*** Opening of Exercise inputs ***

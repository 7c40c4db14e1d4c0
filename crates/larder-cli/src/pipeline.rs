//! Batch pipeline with explicit stages.
//!
//! The pipeline follows these stages in order:
//! 1. **Ingest**: read the recipe Parquet and review CSV extracts
//! 2. **Normalize**: type the raw fields (durations, timestamps, text)
//! 3. **Shape**: decompose into the nine output relations
//! 4. **Load**: write the relations to the store in dependency order
//!
//! Each stage takes the output of the previous stage and returns typed
//! results; parsing failures abort before anything touches the store.

use std::path::Path;
use std::time::Instant;

use anyhow::{Context, Result};
use polars::prelude::DataFrame;
use tracing::{debug, info, info_span};

use larder_ingest::{read_recipes_parquet, read_reviews_csv};
use larder_model::{DerivedTables, LoadReport};
use larder_store::{RelationalLoader, StoreConfig};
use larder_transform::{normalize_recipes, normalize_reviews, shape_tables};

/// Result of the ingest stage: both source extracts, raw.
#[derive(Debug)]
pub struct RawExtracts {
    pub recipes: DataFrame,
    pub reviews: DataFrame,
}

/// Result of the normalize stage: both extracts, typed.
#[derive(Debug)]
pub struct NormalizedFrames {
    pub recipes: DataFrame,
    pub reviews: DataFrame,
}

/// Read both source extracts into memory.
pub fn ingest(recipes_path: &Path, reviews_path: &Path) -> Result<RawExtracts> {
    let span = info_span!("ingest");
    let _guard = span.enter();
    let start = Instant::now();

    let recipes = read_recipes_parquet(recipes_path)
        .with_context(|| format!("read recipes {}", recipes_path.display()))?;
    let reviews = read_reviews_csv(reviews_path)
        .with_context(|| format!("read reviews {}", reviews_path.display()))?;

    info!(
        recipe_rows = recipes.height(),
        review_rows = reviews.height(),
        duration_ms = start.elapsed().as_millis(),
        "ingest complete"
    );
    Ok(RawExtracts { recipes, reviews })
}

/// Normalize both raw frames. A malformed timestamp aborts here, before
/// any store writes.
pub fn normalize(raw: &RawExtracts) -> Result<NormalizedFrames> {
    let span = info_span!("normalize");
    let _guard = span.enter();
    let start = Instant::now();

    let recipes = normalize_recipes(&raw.recipes).context("normalize recipes")?;
    let reviews = normalize_reviews(&raw.reviews).context("normalize reviews")?;

    info!(
        recipe_rows = recipes.height(),
        review_rows = reviews.height(),
        duration_ms = start.elapsed().as_millis(),
        "normalize complete"
    );
    Ok(NormalizedFrames { recipes, reviews })
}

/// Decompose the normalized frames into the nine output relations.
pub fn shape(frames: &NormalizedFrames) -> Result<DerivedTables> {
    let span = info_span!("shape");
    let _guard = span.enter();
    let start = Instant::now();

    let tables = shape_tables(&frames.recipes, &frames.reviews).context("shape tables")?;

    info!(
        derived_rows = tables.row_count(),
        issues = tables.issues.len(),
        duration_ms = start.elapsed().as_millis(),
        "shape complete"
    );
    Ok(tables)
}

/// Write the derived relations to the configured store.
///
/// The connection lives only for this stage and is released on every exit
/// path. Per-table failures land in the returned report rather than here.
pub fn load(
    tables: &DerivedTables,
    config: &StoreConfig,
    drop_existing: bool,
) -> Result<LoadReport> {
    let span = info_span!("load");
    let _guard = span.enter();
    let start = Instant::now();

    let mut loader = RelationalLoader::connect(config).context("connect to store")?;
    if drop_existing {
        loader.drop_tables().context("drop tables")?;
    }
    loader.create_tables().context("create tables")?;
    let report = loader.load(tables);

    debug!(
        loaded = report.loaded.len(),
        failed = report.failed.len(),
        duration_ms = start.elapsed().as_millis(),
        "load stage finished"
    );
    Ok(report)
}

*** Close of Exercise inputs ***

Activity -> Return every record above exactly as it appears.

Answer to the problem ->
repository 7c40c4db14e1d4c0
filename crates/larder-cli/src/pipeline.rs
//! Batch pipeline with explicit stages.
//!
//! The pipeline follows these stages in order:
//! 1. **Ingest**: read the recipe Parquet and review CSV extracts
//! 2. **Normalize**: type the raw fields (durations, timestamps, text)
//! 3. **Shape**: decompose into the nine output relations
//! 4. **Load**: write the relations to the store in dependency order
//!
//! Each stage takes the output of the previous stage and returns typed
//! results; parsing failures abort before anything touches the store.

use std::path::Path;
use std::time::Instant;

use anyhow::{Context, Result};
use polars::prelude::DataFrame;
use tracing::{debug, info, info_span};

use larder_ingest::{read_recipes_parquet, read_reviews_csv};
use larder_model::{DerivedTables, LoadReport};
use larder_store::{RelationalLoader, StoreConfig};
use larder_transform::{normalize_recipes, normalize_reviews, shape_tables};

/// Result of the ingest stage: both source extracts, raw.
#[derive(Debug)]
pub struct RawExtracts {
    pub recipes: DataFrame,
    pub reviews: DataFrame,
}

/// Result of the normalize stage: both extracts, typed.
#[derive(Debug)]
pub struct NormalizedFrames {
    pub recipes: DataFrame,
    pub reviews: DataFrame,
}

/// Read both source extracts into memory.
pub fn ingest(recipes_path: &Path, reviews_path: &Path) -> Result<RawExtracts> {
    let span = info_span!("ingest");
    let _guard = span.enter();
    let start = Instant::now();

    let recipes = read_recipes_parquet(recipes_path)
        .with_context(|| format!("read recipes {}", recipes_path.display()))?;
    let reviews = read_reviews_csv(reviews_path)
        .with_context(|| format!("read reviews {}", reviews_path.display()))?;

    info!(
        recipe_rows = recipes.height(),
        review_rows = reviews.height(),
        duration_ms = start.elapsed().as_millis(),
        "ingest complete"
    );
    Ok(RawExtracts { recipes, reviews })
}

/// Normalize both raw frames. A malformed timestamp aborts here, before
/// any store writes.
pub fn normalize(raw: &RawExtracts) -> Result<NormalizedFrames> {
    let span = info_span!("normalize");
    let _guard = span.enter();
    let start = Instant::now();

    let recipes = normalize_recipes(&raw.recipes).context("normalize recipes")?;
    let reviews = normalize_reviews(&raw.reviews).context("normalize reviews")?;

    info!(
        recipe_rows = recipes.height(),
        review_rows = reviews.height(),
        duration_ms = start.elapsed().as_millis(),
        "normalize complete"
    );
    Ok(NormalizedFrames { recipes, reviews })
}

/// Decompose the normalized frames into the nine output relations.
pub fn shape(frames: &NormalizedFrames) -> Result<DerivedTables> {
    let span = info_span!("shape");
    let _guard = span.enter();
    let start = Instant::now();

    let tables = shape_tables(&frames.recipes, &frames.reviews).context("shape tables")?;

    info!(
        derived_rows = tables.row_count(),
        issues = tables.issues.len(),
        duration_ms = start.elapsed().as_millis(),
        "shape complete"
    );
    Ok(tables)
}

/// Write the derived relations to the configured store.
///
/// The connection lives only for this stage and is released on every exit
/// path. Per-table failures land in the returned report rather than here.
pub fn load(
    tables: &DerivedTables,
    config: &StoreConfig,
    drop_existing: bool,
) -> Result<LoadReport> {
    let span = info_span!("load");
    let _guard = span.enter();
    let start = Instant::now();

    let mut loader = RelationalLoader::connect(config).context("connect to store")?;
    if drop_existing {
        loader.drop_tables().context("drop tables")?;
    }
    loader.create_tables().context("create tables")?;
    let report = loader.load(tables);

    debug!(
        loaded = report.loaded.len(),
        failed = report.failed.len(),
        duration_ms = start.elapsed().as_millis(),
        "load stage finished"
    );
    Ok(report)
}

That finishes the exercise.